● **DESCRIPTION OF THE TASK**
Pull out of the data below the stretch of lines bounded by the one containing "let cache = CACHE.get_or_init(||" and the one containing "PieceKind::Rook | PieceKind::Centaur", both bounds included, unchanged.

● **INFORMATION PROVIDED**
-- Opening Marker --
//! Static movement rules, keyed by `(kind, color)`.
//!
//! Each entry lists the piece's move chunks plus its promotion data. Color
//! only matters for kinds with oriented geometry: pawns walk toward rank 7
//! as white and rank 0 as black, and promote on that rank.

use crate::logic::board::{Color, PieceKind, Square, ThreatMode, BOARD_SIZE, NUM_PIECE_KINDS};
use std::sync::OnceLock;

/// One fragment of a piece's movement rule. `origin` lets the chunk walk as
/// if the piece sat on a neighbouring square (the tempest rook's four corner
/// chunks). `max_distance == BOARD_SIZE` slides until blocked.
#[derive(Debug, Clone)]
pub struct MoveChunk {
    pub threat: ThreatMode,
    pub origin: (i32, i32),
    pub directions: Vec<(i32, i32)>,
    pub max_distance: i32,
}

impl MoveChunk {
    fn slider(threat: ThreatMode, origin: (i32, i32), directions: &[(i32, i32)]) -> Self {
        Self::stepper(threat, origin, directions, BOARD_SIZE as i32)
    }

    fn stepper(
        threat: ThreatMode,
        origin: (i32, i32),
        directions: &[(i32, i32)],
        max_distance: i32,
    ) -> Self {
        Self {
            threat,
            origin,
            directions: directions.to_vec(),
            max_distance,
        }
    }
}

#[derive(Debug, Clone, Default)]
pub struct PieceSpec {
    pub chunks: Vec<MoveChunk>,
    pub is_promotable: bool,
    pub promote_pool: Vec<PieceKind>,
    pub promotable_squares: Vec<Square>,
}

const KNIGHT_DIRECTIONS: [(i32, i32); 8] = [
    (1, 2),
    (2, 1),
    (2, -1),
    (1, -2),
    (-1, -2),
    (-2, -1),
    (-2, 1),
    (-1, 2),
];

const BISHOP_DIRECTIONS: [(i32, i32); 4] = [(1, 1), (1, -1), (-1, -1), (-1, 1)];

const ROOK_DIRECTIONS: [(i32, i32); 4] = [(0, 1), (1, 0), (0, -1), (-1, 0)];

const EIGHT_WAY_DIRECTIONS: [(i32, i32); 8] = [
    (0, 1),
    (1, 1),
    (1, 0),
    (1, -1),
    (0, -1),
    (-1, -1),
    (-1, 0),
    (-1, 1),
];

const DABABBA_DIRECTIONS: [(i32, i32); 4] = [(0, 2), (2, 0), (0, -2), (-2, 0)];

const ALFIL_DIRECTIONS: [(i32, i32); 4] = [(2, 2), (2, -2), (-2, -2), (-2, 2)];

const CAMEL_DIRECTIONS: [(i32, i32); 8] = [
    (1, 3),
    (3, 1),
    (3, -1),
    (1, -3),
    (-1, -3),
    (-3, -1),
    (-3, 1),
    (-1, 3),
];

fn make_spec(kind: PieceKind, color: Color) -> PieceSpec {
    use ThreatMode::{Move, Take, TakeJump, TakeMove};

    let mut spec = PieceSpec::default();
    match kind {
        PieceKind::King => {
            spec.chunks
                .push(MoveChunk::stepper(TakeMove, (0, 0), &EIGHT_WAY_DIRECTIONS, 1));
        }
        PieceKind::Queen => {
            spec.chunks
                .push(MoveChunk::slider(TakeMove, (0, 0), &EIGHT_WAY_DIRECTIONS));
        }
        PieceKind::Bishop => {
            spec.chunks
                .push(MoveChunk::slider(TakeMove, (0, 0), &BISHOP_DIRECTIONS));
        }
        PieceKind::Knight => {
            spec.chunks
                .push(MoveChunk::stepper(TakeMove, (0, 0), &KNIGHT_DIRECTIONS, 1));
        }
        PieceKind::Rook => {
            spec.chunks
                .push(MoveChunk::slider(TakeMove, (0, 0), &ROOK_DIRECTIONS));
        }
        PieceKind::Pawn => {
            let forward = if color == Color::White { 1 } else { -1 };
            spec.chunks
                .push(MoveChunk::stepper(Move, (0, 0), &[(0, forward)], 1));
            spec.chunks.push(MoveChunk::stepper(
                Take,
                (0, 0),
                &[(-1, forward), (1, forward)],
                1,
            ));
            spec.is_promotable = true;
            spec.promote_pool = vec![
                PieceKind::Queen,
                PieceKind::Rook,
                PieceKind::Bishop,
                PieceKind::Knight,
                PieceKind::Amazon,
            ];
            let target_rank = if color == Color::White { 7 } else { 0 };
            for file in 0..BOARD_SIZE {
                spec.promotable_squares.push(Square {
                    file,
                    rank: target_rank,
                });
            }
        }
        PieceKind::Amazon => {
            spec.chunks
                .push(MoveChunk::stepper(TakeMove, (0, 0), &KNIGHT_DIRECTIONS, 1));
            spec.chunks
                .push(MoveChunk::slider(TakeMove, (0, 0), &EIGHT_WAY_DIRECTIONS));
        }
        PieceKind::Grasshopper => {
            spec.chunks
                .push(MoveChunk::slider(TakeJump, (0, 0), &EIGHT_WAY_DIRECTIONS));
        }
        PieceKind::Knightrider => {
            spec.chunks
                .push(MoveChunk::slider(TakeMove, (0, 0), &KNIGHT_DIRECTIONS));
        }
        PieceKind::Archbishop => {
            spec.chunks
                .push(MoveChunk::stepper(TakeMove, (0, 0), &KNIGHT_DIRECTIONS, 1));
            spec.chunks
                .push(MoveChunk::slider(TakeMove, (0, 0), &BISHOP_DIRECTIONS));
        }
        PieceKind::Dababba => {
            spec.chunks
                .push(MoveChunk::stepper(TakeMove, (0, 0), &DABABBA_DIRECTIONS, 1));
        }
        PieceKind::Alfil => {
            spec.chunks
                .push(MoveChunk::stepper(TakeMove, (0, 0), &ALFIL_DIRECTIONS, 1));
        }
        PieceKind::Ferz => {
            spec.chunks
                .push(MoveChunk::stepper(TakeMove, (0, 0), &BISHOP_DIRECTIONS, 1));
        }
        PieceKind::Centaur => {
            spec.chunks
                .push(MoveChunk::stepper(TakeMove, (0, 0), &EIGHT_WAY_DIRECTIONS, 1));
            spec.chunks
                .push(MoveChunk::stepper(TakeMove, (0, 0), &KNIGHT_DIRECTIONS, 1));
        }
        PieceKind::Camel => {
            spec.chunks
                .push(MoveChunk::stepper(TakeMove, (0, 0), &CAMEL_DIRECTIONS, 1));
        }
        PieceKind::TempestRook => {
            // Four corner-rook chunks, each anchored one diagonal step away.
            spec.chunks
                .push(MoveChunk::slider(TakeMove, (1, 1), &[(0, 1), (1, 0)]));
            spec.chunks
                .push(MoveChunk::slider(TakeMove, (1, -1), &[(1, 0), (0, -1)]));
            spec.chunks
                .push(MoveChunk::slider(TakeMove, (-1, 1), &[(0, 1), (-1, 0)]));
            spec.chunks
                .push(MoveChunk::slider(TakeMove, (-1, -1), &[(0, -1), (-1, 0)]));
        }
    }
    spec
}

/// Registry lookup. The table is built once on first use and is idempotent:
/// repeated lookups return the identical entry.
pub fn get(kind: PieceKind, color: Color) -> &'static PieceSpec {
    static CACHE: OnceLock<Vec<PieceSpec>> = OnceLock::new();
    let cache = CACHE.get_or_init(|| {
        let mut specs = Vec::with_capacity(2 * NUM_PIECE_KINDS);
        for color in [Color::White, Color::Black] {
            for kind in PieceKind::ALL {
                specs.push(make_spec(kind, color));
            }
        }
        specs
    });
    &cache[color.index() * NUM_PIECE_KINDS + kind.index()]
}

/// Stun stack a freshly created piece starts with.
pub fn initial_stun(kind: PieceKind) -> i32 {
    match kind {
        PieceKind::King | PieceKind::Grasshopper => 4,
        PieceKind::Queen => 9,
        PieceKind::Rook | PieceKind::Centaur => 5,
        PieceKind::Bishop | PieceKind::Knight | PieceKind::Camel => 3,
        PieceKind::Knightrider | PieceKind::TempestRook => 7,
        PieceKind::Archbishop => 6,
        PieceKind::Dababba | PieceKind::Alfil => 2,
        PieceKind::Amazon => 13,
        PieceKind::Ferz | PieceKind::Pawn => 1,
    }
}

/// Stun stack for a piece placed on `rank`. Pawns are specialised by rank,
/// charging more stun the further they start from their promotion rank;
/// every other kind uses its flat initial value.
pub fn placement_stun(kind: PieceKind, color: Color, rank: usize) -> i32 {
    match kind {
        PieceKind::Pawn => match color {
            Color::White => 8 - rank as i32,
            Color::Black => rank as i32 + 1,
        },
        _ => initial_stun(kind),
    }
}

#[cfg(test)]
mod tests {
    use super::*;

    #[test]
    fn test_registry_idempotent() {
        let first = get(PieceKind::Queen, Color::White);
        let second = get(PieceKind::Queen, Color::White);
        assert!(std::ptr::eq(first, second));
        assert_eq!(first.chunks.len(), 1);
    }

    #[test]
    fn test_pawn_orientation() {
        let white = get(PieceKind::Pawn, Color::White);
        let black = get(PieceKind::Pawn, Color::Black);
        assert_eq!(white.chunks[0].directions, vec![(0, 1)]);
        assert_eq!(black.chunks[0].directions, vec![(0, -1)]);
        assert!(white
            .promotable_squares
            .iter()
            .all(|sq| sq.rank == 7));
        assert!(black
            .promotable_squares
            .iter()
            .all(|sq| sq.rank == 0));
    }

    #[test]
    fn test_pawn_promote_pool_has_orthodox_kinds() {
        let pool = &get(PieceKind::Pawn, Color::White).promote_pool;
        for kind in [
            PieceKind::Queen,
            PieceKind::Rook,
            PieceKind::Bishop,
            PieceKind::Knight,
        ] {
            assert!(pool.contains(&kind));
        }
    }

    #[test]
    fn test_tempest_rook_corner_chunks() {
        let spec = get(PieceKind::TempestRook, Color::Black);
        assert_eq!(spec.chunks.len(), 4);
        let origins: Vec<_> = spec.chunks.iter().map(|c| c.origin).collect();
        assert!(origins.contains(&(1, 1)));
        assert!(origins.contains(&(-1, -1)));
        assert!(spec.chunks.iter().all(|c| c.max_distance == 8));
    }

    #[test]
    fn test_initial_stun_table() {
        assert_eq!(initial_stun(PieceKind::King), 4);
        assert_eq!(initial_stun(PieceKind::Amazon), 13);
        assert_eq!(initial_stun(PieceKind::Ferz), 1);
        assert_eq!(initial_stun(PieceKind::Dababba), 2);
    }

    #[test]
    fn test_placement_stun_for_pawns() {
        assert_eq!(placement_stun(PieceKind::Pawn, Color::White, 0), 8);
        assert_eq!(placement_stun(PieceKind::Pawn, Color::White, 6), 2);
        assert_eq!(placement_stun(PieceKind::Pawn, Color::Black, 7), 8);
        assert_eq!(placement_stun(PieceKind::Pawn, Color::Black, 1), 2);
        assert_eq!(placement_stun(PieceKind::Rook, Color::White, 0), 5);
    }
}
-- Closing Marker --
● **ANSWER AREA**
    let cache = CACHE.get_or_init(|| {
        let mut specs = Vec::with_capacity(2 * NUM_PIECE_KINDS);
        for color in [Color::White, Color::Black] {
            for kind in PieceKind::ALL {
                specs.push(make_spec(kind, color));
            }
        }
        specs
    });
    &cache[color.index() * NUM_PIECE_KINDS + kind.index()]
}

/// Stun stack a freshly created piece starts with.
pub fn initial_stun(kind: PieceKind) -> i32 {
    match kind {
        PieceKind::King | PieceKind::Grasshopper => 4,
        PieceKind::Queen => 9,
        PieceKind::Rook | PieceKind::Centaur => 5,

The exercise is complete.